**Extracted entries**
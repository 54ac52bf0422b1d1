#![allow(dead_code)]

use hifitime::Epoch;

use obsplan::constants::{Degree, SECONDS_PER_DAY};
use obsplan::ephemeris::Ephemeris;
use obsplan::field::{Field, TargetCatalog};
use obsplan::observatory::Observatory;
use obsplan::scheduler::params::SchedulerParams;
use obsplan::scheduler::Scheduler;
use obsplan::scheduler_errors::SchedulerError;
use obsplan::time::{hours, parse_date, Nite};
use obsplan::windows::{ObservationWindow, ObservationWindows};

pub const REFERENCE_DATE: &str = "2016/02/11 03:00:00";

/// Deterministic sky: zenith at RA 100°, Dec -30° on [`REFERENCE_DATE`], sidereal drift,
/// Moon below the horizon, sunset eight hours after local noon and sunrise ten hours later.
#[derive(Debug, Clone, Copy)]
pub struct SteadySky {
    reference: Epoch,
}

impl SteadySky {
    pub fn new() -> Self {
        SteadySky {
            reference: reference_date(),
        }
    }

    fn first_after(after: &Epoch, longitude: Degree, offset: f64) -> Epoch {
        let nite = Nite::from_epoch(after, longitude);
        let mut event = nite.local_noon(longitude) + hours(8.0 + offset);
        while event <= *after {
            event = event + hours(24.0);
        }
        event
    }
}

impl Ephemeris for SteadySky {
    fn zenith_ra_dec(&self, _site: &Observatory, date: &Epoch) -> (Degree, Degree) {
        let days = (*date - self.reference).to_seconds() / SECONDS_PER_DAY;
        ((100.0 + 360.985_647 * days).rem_euclid(360.0), -30.0)
    }

    fn moon_ra_dec_phase(&self, _date: &Epoch) -> (Degree, Degree, f64) {
        (0.0, 60.0, 0.5)
    }

    fn next_sunrise(&self, site: &Observatory, after: &Epoch) -> Result<Epoch, SchedulerError> {
        Ok(Self::first_after(after, site.longitude, 10.0))
    }

    fn next_sunset(&self, site: &Observatory, after: &Epoch) -> Result<Epoch, SchedulerError> {
        Ok(Self::first_after(after, site.longitude, 0.0))
    }
}

pub fn reference_date() -> Epoch {
    parse_date(REFERENCE_DATE).unwrap()
}

pub fn scheduler_with(
    fields: Vec<Field>,
    windows: Vec<ObservationWindow>,
    params: SchedulerParams,
) -> Scheduler<SteadySky> {
    Scheduler::new(
        TargetCatalog::new(fields),
        ObservationWindows::new(windows).unwrap(),
        Observatory::ctio(),
        SteadySky::new(),
        params,
    )
    .unwrap()
}

/// Two bands per hex on a strip of hexes east and west of the meridian at the reference date.
pub fn strip_catalog(tilings: u16) -> Vec<Field> {
    let mut fields = Vec::new();
    for tiling in 1..=tilings {
        for (k, ra) in (60..=140).step_by(5).enumerate() {
            for (j, dec) in [-40.0, -55.0].into_iter().enumerate() {
                let hex = (k * 2 + j + 1) as u32;
                for band in ["g", "r"] {
                    fields.push(Field::new(hex, tiling, band, ra as f64, dec));
                }
            }
        }
    }
    fields
}
//! # Constants and type definitions for obsplan
//!
//! This module centralizes the **unit conversions**, the **scheduling constants** and the
//! **common type aliases** used throughout the `obsplan` library.
//!
//! ## Overview
//!
//! - Angle and time conversions (degrees ↔ radians, days ↔ seconds)
//! - Core type aliases shared by the selection and scheduling layers
//! - Default scheduling constants (exposure time, settle penalty, slew reset gap, ...)
//! - The default observatory (Cerro Tololo Inter-American Observatory, Blanco 4m)
//! - Reference positions of the Magellanic Clouds used by the survey footprint
//!
//! Every default listed here can be overridden through
//! [`SchedulerParams`](crate::scheduler::params::SchedulerParams); the constants are the
//! values a scheduler starts with when nothing else is configured.

// -------------------------------------------------------------------------------------------------
// Unit conversions
// -------------------------------------------------------------------------------------------------

/// 2π, useful for trigonometric conversions
pub const DPI: f64 = 2. * std::f64::consts::PI;

/// Number of seconds in a day
pub const SECONDS_PER_DAY: f64 = 86_400.0;

/// Number of seconds in a minute
pub const SECONDS_PER_MINUTE: f64 = 60.0;

/// Number of seconds in an hour
pub const SECONDS_PER_HOUR: f64 = 3_600.0;

/// MJD epoch of J2000.0 (2000-01-01 12:00:00)
pub const T2000: f64 = 51544.5;

/// Hours of right ascension → degrees
pub const HOUR_TO_DEG: f64 = 15.0;

// -------------------------------------------------------------------------------------------------
// Type aliases
// -------------------------------------------------------------------------------------------------

/// Angle in degrees
pub type Degree = f64;
/// Duration or angle in hours
pub type Hour = f64;
/// Duration in seconds
pub type Second = f64;
/// Duration in minutes
pub type Minute = f64;
/// Distance in meters
pub type Meter = f64;
/// Modified Julian Date (days)
pub type MJD = f64;
/// Identifier of a hexagonal sky pointing
pub type HexId = u32;
/// Tiling (dither pass) index, starting at 1
pub type Tiling = u16;

// -------------------------------------------------------------------------------------------------
// Scheduling constants
// -------------------------------------------------------------------------------------------------

/// Exposure time of a single survey exposure, in seconds
pub const EXPTIME: Second = 90.0;

/// Readout and bookkeeping overhead of one exposure, in seconds
pub const OVERHEAD: Second = 30.0;

/// Wall-clock time spent on one exposure, in seconds
pub const FIELDTIME: Second = EXPTIME + OVERHEAD;

/// Cost assigned to a candidate failing any observing cut
pub const SENTINEL_COST: f64 = 9999.0;

/// Airmass reported for targets below the horizon
pub const BELOW_HORIZON_AIRMASS: f64 = 999.0;

/// Hard airmass ceiling, applied regardless of the pointing limit table
pub const AIRMASS_CEILING: f64 = 2.0;

/// Southernmost declination the telescope can point to, in degrees
pub const SOUTHERN_REACH: Degree = -89.0;

/// Mechanical safety margin subtracted from the hour angle limit table, in degrees
pub const HOUR_ANGLE_BUFFER: Degree = 1.25;

/// Slew above which the settle penalty is charged, in degrees
pub const SETTLE_SLEW: Degree = 5.0;

/// Settle time charged once per field group after a long slew, in seconds
pub const SETTLE_PENALTY: Second = 30.0;

/// Idle gap after which the previous pointing is forgotten, in minutes
pub const SLEW_RESET_GAP: Minute = 30.0;

/// Advance of the zenith right ascension used by the look-ahead airmass, in degrees (one hour)
pub const AIRMASS_LOOKAHEAD: Degree = 15.0;

/// Length of a run when no stop time is given, in minutes
pub const DEFAULT_RUN: Minute = 90.0;

/// Length of a scheduling chunk, in minutes
pub const DEFAULT_CHUNK: Minute = 60.0;

/// Altitude of the Sun's centre at rise/set (refraction + semi-diameter), in degrees
pub const SUN_HORIZON: Degree = -0.8333;

/// Bands observed for every pointing, in observing order
pub const BANDS: [&str; 2] = ["g", "r"];

/// DECam CCD footprint (2048 × 4096 pixels at 0.2626"/pixel), in degrees
pub const CCD_X: Degree = 2048.0 * 0.2626 / 3600.0;
pub const CCD_Y: Degree = 4096.0 * 0.2626 / 3600.0;

/// Catalog priority of fields forced in by the SMC northern overdensity selection
pub const SMCNOD_PRIORITY: i32 = 99;

// -------------------------------------------------------------------------------------------------
// Observatory and survey footprint
// -------------------------------------------------------------------------------------------------

/// Cerro Tololo longitude, sexagesimal degrees (east positive)
pub const LON_CTIO: &str = "-70:48:23.49";

/// Cerro Tololo latitude, sexagesimal degrees
pub const LAT_CTIO: &str = "-30:10:10.78";

/// Cerro Tololo elevation in meters
pub const ELEVATION_CTIO: Meter = 2206.8;

/// Large Magellanic Cloud centre (RA, Dec) in degrees
pub const RA_LMC: Degree = 80.8939;
pub const DEC_LMC: Degree = -69.7561;

/// Small Magellanic Cloud centre (RA, Dec) in degrees
pub const RA_SMC: Degree = 13.1867;
pub const DEC_SMC: Degree = -72.8286;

**Work instructions**
Copy out the range of lines above starting at the line with "pub const T2000: f64 = 51544.5;" and ending at the line with "pub type Meter = f64;", exactly and including both.

**Answer box**
pub const T2000: f64 = 51544.5;

/// Hours of right ascension → degrees
pub const HOUR_TO_DEG: f64 = 15.0;

// -------------------------------------------------------------------------------------------------
// Type aliases
// -------------------------------------------------------------------------------------------------

/// Angle in degrees
pub type Degree = f64;
/// Duration or angle in hours
pub type Hour = f64;
/// Duration in seconds
pub type Second = f64;
/// Duration in minutes
pub type Minute = f64;
/// Distance in meters
pub type Meter = f64;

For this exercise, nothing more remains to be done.